Short-term economic risk beneficial to the USD
With supply-chain disruptions and shortage of raw materials, economic risks are becoming increasingly noticeable. While the equity market is still at the high, with the S&P 500 and NASDAQ up 20-30% year-to-date, the bond market, on the other hand, is sending investors a warning signal: the flattening yield curve, with the spread between the 2s and 30s at the narrowest since March 2020. A flat yield curve can be considered a psychological marker, one that could mean investors are losing faith in a long-term market's growth potential.
As a defensive "safe-haven" currency, the greenback tends to benefit in the current environment - heightened uncertainty and economic risk.
USD longer-term remains bearish
Despite all the tailwinds for the USD we mentioned above, the currency faces more headwinds ahead.
Firstly, the abovementioned economic risks remain short-term, with the worst is over for global supply chain, while the cost of raw materials have also come down significantly, with iron ore and coal prices dropping 50-60% off the all-time/multi-decade highs made in May. If history is any guide, when short-term uncertainties abate and normalcy returns to the global economy, the USD will be the loser - regardless of the Fed's interest rate tactics. That leads us to the next point.
Secondly, if we look back in history, between 2004 and 2007, the Fed aggressively raised its benchmark interest rate from 1% to 5.25%, meanwhile, during the same period, the EUR/USD rallied to the record highs (USD plunged to record lows against the EUR).

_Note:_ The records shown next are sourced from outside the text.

//! Route `log` output to the browser console via `console_log`.

use log::LevelFilter;
use wasm_bindgen::prelude::*;

/// Parse a level name (`"error"` … `"trace"`, `"off"`), defaulting to info.
pub fn parse_level(level: &str) -> LevelFilter {
    level.parse().unwrap_or(LevelFilter::Info)
}

/// Install the console logger. Later calls only adjust the level.
#[wasm_bindgen]
pub fn init_logging(level: &str) {
    let filter = parse_level(level);
    if let Some(level) = filter.to_level() {
        // Fails only when a logger is already installed.
        let _ = console_log::init_with_level(level);
    }
    log::set_max_level(filter);
}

Last but not least, the long-term technical charts of the USD are showing the turning point of the greenback (to resume the downside) could be just around the corner.
Below is the weekly candlestick chart of the DX (USD Index Futures). In summer of 2020, the index clearly broke below the 9-year ascending trendline from 2011, went back to retest the trendline in November 2020 due to US presidential election uncertainty - got rejected and collapsed to the downside.
We can see right now in November 2021, the index is seating right at the trendline - which should offer some resistance for the USD rally to take a breather.
At the same time, in August 2020, the EUR/USD also broke above the 12-year descending trendline from 2008 peak. Very similar to the dollar index, the Euro has dropped sharply against the USD during the 2H of 2021 to re-test the broken trendline, which should offer tremendous support as a "floor" (at least short-term) to the Euro.
At Laurence Holdings Group, we do not expect the strength in the USD to last for too much longer:
Fundamentally, when short-term economic risks and uncertainties abate and normalcy returns to the global economy, the USD will be the loser - regardless of the Fed's interest rate tactics.
Technically, the long-term charts of USD Index and EUR/USD are both calling for the rally in the USD to take a halt.